(Stored data)
______________________________

//! Workspace container lifecycle.
//!
//! Create: registry credentials, image pull, port plan, container create and
//! start, wait until running, operator lines, settle, wait for the guest,
//! bootstrap. Start: idempotent restart followed by an agent relaunch. Stop
//! and destroy tolerate a missing container.
//!
//! Nothing is rolled back on failure; a container can be left created but
//! unconfigured when the guest never comes up.

use serde::Serialize;
use tokio_util::sync::CancellationToken;
use tracing::{debug, info, warn};
use vm_config::ProviderConfig;
use vm_core::error::{Result, VmError};
use vm_messages::{msg, MESSAGES};
use vm_ports::{AllocationEntry, AllocationRegistry, PortProbe};

use crate::boot::BootMonitor;
use crate::bootstrap::RemoteBootstrapper;
use crate::cancel::{sleep_or_cancel, until_cancelled};
use crate::docker::{build_container_spec, find_registry_for_image, ContainerHandle, ContainerRuntime};
use crate::log_sink::WorkspaceLog;
use crate::ports::plan_port_bindings;
use crate::session::{RemoteSession, SessionOpener, SessionTarget};
use crate::target::TargetConnectionOptions;
use crate::workspace::{WorkspaceDescriptor, WorkspaceRequest};

/// Everything one lifecycle operation needs, borrowed for its duration.
pub struct ProvisionContext<'a> {
    pub config: &'a ProviderConfig,
    pub runtime: &'a dyn ContainerRuntime,
    pub opener: &'a dyn SessionOpener,
    pub probe: &'a dyn PortProbe,
    pub target: &'a TargetConnectionOptions,
    pub log: &'a WorkspaceLog,
    pub cancel: &'a CancellationToken,
}

/// Reported by `get-workspace-metadata`.
#[derive(Debug, Clone, PartialEq, Eq, Serialize)]
#[serde(rename_all = "camelCase")]
pub struct WorkspaceMetadata {
    pub container_name: String,
    pub container_id: Option<String>,
    pub running: bool,
    pub status: String,
    pub ui_url: Option<String>,
    pub ui_port: Option<u16>,
    pub api_port: Option<u16>,
}

pub struct ContainerProvisioner<'a> {
    ctx: ProvisionContext<'a>,
}

impl<'a> ContainerProvisioner<'a> {
    pub fn new(ctx: ProvisionContext<'a>) -> Self {
        Self { ctx }
    }

    fn monitor(&self) -> BootMonitor<'a> {
        BootMonitor::new(
            self.ctx.runtime,
            self.ctx.opener,
            self.ctx.cancel,
            self.ctx.config.timing.container_poll(),
            self.ctx.config.timing.guest_boot(),
        )
    }

    fn guest_target(&self) -> SessionTarget {
        let config = self.ctx.config;
        self.ctx.target.guest_session_target(
            config.ports.ssh_host_port,
            &config.guest.user,
            &config.guest.password,
            config.timing.ssh_connect_timeout(),
        )
    }

    /// Run `access` against the allocation registry on the blocking pool;
    /// updates wait on a file lock held by other provider processes.
    async fn with_registry<T, F>(&self, access: F) -> Result<T>
    where
        F: FnOnce(&mut AllocationRegistry) -> Result<T> + Send + 'static,
        T: Send + 'static,
    {
        let path = self.ctx.config.allocation_registry_path();
        tokio::task::spawn_blocking(move || {
            let mut registry = AllocationRegistry::open(&path)?;
            access(&mut registry)
        })
        .await
        .map_err(|e| VmError::Internal(format!("allocation registry task failed: {}", e)))?
    }

    async fn inspect(&self, name: &str) -> Result<Option<ContainerHandle>> {
        until_cancelled(self.ctx.cancel, self.ctx.runtime.inspect(name))
            .await
            .map_err(|e| e.in_stage("inspecting container"))
    }

    pub async fn create_workspace(&self, request: &WorkspaceRequest) -> Result<()> {
        let workspace = &request.workspace;
        let name = workspace.container_name();
        let cancel = self.ctx.cancel;
        let runtime = self.ctx.runtime;
        let log = self.ctx.log;

        let ui_port = match self.inspect(&name).await? {
            Some(existing) => {
                log.line(&msg!(MESSAGES.workspace.reusing_container, name = name.as_str()));
                if !existing.running {
                    until_cancelled(cancel, runtime.start(&name))
                        .await
                        .map_err(|e| e.in_stage("starting container"))?;
                }
                let id = workspace.id.clone();
                self.with_registry(move |registry| Ok(registry.get(&id).map(|entry| entry.ui_port)))
                    .await?
            }
            None => Some(self.create_container(request, &name).await?),
        };

        let mut monitor = self.monitor();
        monitor.wait_until_running(&name).await?;

        if let Some(port) = ui_port {
            log.line(&msg!(
                MESSAGES.workspace.ui_visit,
                host = self.ctx.target.ui_host(),
                port = port.to_string()
            ));
        }
        let guest = &self.ctx.config.guest;
        log.line(&msg!(
            MESSAGES.workspace.default_credentials,
            user = guest.user.as_str(),
            password = guest.password.as_str()
        ));
        log.line(MESSAGES.workspace.remote_login_reminder);

        sleep_or_cancel(cancel, self.ctx.config.timing.settle_delay()).await?;

        let session = monitor.wait_for_guest(&self.guest_target()).await?;
        let result = RemoteBootstrapper::new(session.as_ref(), log, cancel)
            .configure(guest, &workspace.env_vars)
            .await;
        close_session(session).await;
        result
    }

    /// Pull, plan ports, create and start. Returns the UI host port.
    async fn create_container(&self, request: &WorkspaceRequest, name: &str) -> Result<u16> {
        let workspace = &request.workspace;
        let config = self.ctx.config;
        let cancel = self.ctx.cancel;
        let runtime = self.ctx.runtime;
        let log = self.ctx.log;
        let image = config.guest.image.as_str();

        let present = until_cancelled(cancel, runtime.image_exists(image))
            .await
            .map_err(|e| e.in_stage("checking image"))?;
        if present {
            log.line(&msg!(MESSAGES.workspace.image_present, image = image));
        } else {
            log.line(&msg!(MESSAGES.workspace.pulling_image, image = image));
            let auth = find_registry_for_image(&request.container_registries, image);
            until_cancelled(cancel, runtime.pull(image, auth.as_ref(), log))
                .await
                .map_err(|e| e.in_stage("pulling image"))?;
        }

        let id = workspace.id.clone();
        let reserved = self
            .with_registry(move |registry| Ok(registry.reserved_ports(Some(&id))))
            .await?;
        let probe = self.ctx.probe;
        let planned = plan_port_bindings(
            &config.ports,
            self.ctx.target.is_local(),
            probe,
            &reserved,
            || probe.ephemeral(),
        )?;

        let spec = build_container_spec(
            workspace,
            &planned.bindings,
            planned.api_port,
            &config.guest,
            config.timing.stop_timeout_secs,
        );
        let id = until_cancelled(cancel, runtime.create(&spec, name))
            .await
            .map_err(|e| e.in_stage("creating container"))?;
        debug!("Created container {} ({})", name, id);

        let workspace_id = workspace.id.clone();
        let entry = AllocationEntry::new(planned.ui_port, planned.api_port);
        self.with_registry(move |registry| Ok(registry.record(&workspace_id, entry)?))
            .await?;

        until_cancelled(cancel, runtime.start(name))
            .await
            .map_err(|e| e.in_stage("starting container"))?;
        Ok(planned.ui_port)
    }

    pub async fn start_workspace(&self, workspace: &WorkspaceDescriptor) -> Result<()> {
        let name = workspace.container_name();
        let log = self.ctx.log;
        let existing = self
            .inspect(&name)
            .await?
            .ok_or_else(|| VmError::runtime("starting workspace", format!("container {} not found", name)))?;

        let session = if existing.running {
            log.line(&msg!(MESSAGES.workspace.already_running, name = name.as_str()));
            match until_cancelled(self.ctx.cancel, self.ctx.opener.open(&self.guest_target())).await {
                Ok(session) => session,
                Err(e) if e.is_cancelled() => return Err(e),
                Err(e) => {
                    warn!("Could not reach guest to relaunch the agent: {}", e);
                    log.line(&msg!(
                        MESSAGES.workspace.command_failed,
                        command = "ssh",
                        error = e.to_string()
                    ));
                    return Ok(());
                }
            }
        } else {
            until_cancelled(self.ctx.cancel, self.ctx.runtime.start(&name))
                .await
                .map_err(|e| e.in_stage("starting container"))?;
            let confirmed = self.inspect(&name).await?;
            if !confirmed.map(|h| h.running).unwrap_or(false) {
                return Err(VmError::runtime(
                    "starting container",
                    format!("container {} is not running after start", name),
                ));
            }
            self.monitor().wait_for_guest(&self.guest_target()).await?
        };

        let result = RemoteBootstrapper::new(session.as_ref(), log, self.ctx.cancel)
            .launch_agent(&self.ctx.config.guest)
            .await;
        close_session(session).await;
        result.map(|_| ())
    }

    pub async fn stop_workspace(&self, workspace: &WorkspaceDescriptor) -> Result<()> {
        let name = workspace.container_name();
        let Some(handle) = self.inspect(&name).await? else {
            self.ctx.log.line(&msg!(MESSAGES.workspace.not_found, name = name.as_str()));
            return Ok(());
        };
        if handle.running {
            until_cancelled(
                self.ctx.cancel,
                self.ctx
                    .runtime
                    .stop(&name, self.ctx.config.timing.stop_timeout_secs),
            )
            .await
            .map_err(|e| e.in_stage("stopping container"))?;
        }
        self.ctx.log.line(&msg!(MESSAGES.workspace.stopped, name = name.as_str()));
        Ok(())
    }

    pub async fn destroy_workspace(&self, workspace: &WorkspaceDescriptor) -> Result<()> {
        let name = workspace.container_name();
        match self.inspect(&name).await? {
            Some(_) => {
                until_cancelled(self.ctx.cancel, self.ctx.runtime.remove(&name))
                    .await
                    .map_err(|e| e.in_stage("removing container"))?;
                self.ctx.log.line(&msg!(MESSAGES.workspace.destroyed, name = name.as_str()));
            }
            None => {
                self.ctx.log.line(&msg!(MESSAGES.workspace.not_found, name = name.as_str()));
            }
        }

        let id = workspace.id.clone();
        if let Some(entry) = self
            .with_registry(move |registry| Ok(registry.release(&id)?))
            .await?
        {
            info!("Released host ports of {} (UI {})", workspace.id, entry.ui_port);
        }
        Ok(())
    }

    pub async fn metadata(&self, workspace: &WorkspaceDescriptor) -> Result<WorkspaceMetadata> {
        let name = workspace.container_name();
        let handle = self.inspect(&name).await?;
        let id = workspace.id.clone();
        let entry = self
            .with_registry(move |registry| Ok(registry.get(&id).cloned()))
            .await?;
        let ui_port = entry.as_ref().map(|e| e.ui_port);

        Ok(WorkspaceMetadata {
            container_name: name,
            container_id: handle.as_ref().map(|h| h.id.clone()),
            running: handle.as_ref().map(|h| h.running).unwrap_or(false),
            status: handle
                .map(|h| h.status)
                .unwrap_or_else(|| "not-found".to_string()),
            ui_url: ui_port.map(|port| format!("http://{}:{}", self.ctx.target.ui_host(), port)),
            ui_port,
            api_port: entry.and_then(|e| e.api_port),
        })
    }
}

async fn close_session(mut session: Box<dyn RemoteSession>) {
    if let Err(e) = session.close().await {
        warn!("Failed to close session: {}", e);
    }
}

______________________________

** WHAT YOU HAVE TO DO **
Each line above from the one with "let guest = &self.ctx.config.guest;" up to and including the one with "RemoteBootstrapper::new(session.as_ref(), log, cancel)" must be set down exactly, and no line outside that span may appear.

** TASK SOLUTION **
        let guest = &self.ctx.config.guest;
        log.line(&msg!(
            MESSAGES.workspace.default_credentials,
            user = guest.user.as_str(),
            password = guest.password.as_str()
        ));
        log.line(MESSAGES.workspace.remote_login_reminder);

        sleep_or_cancel(cancel, self.ctx.config.timing.settle_delay()).await?;

        let session = monitor.wait_for_guest(&self.guest_target()).await?;
        let result = RemoteBootstrapper::new(session.as_ref(), log, cancel)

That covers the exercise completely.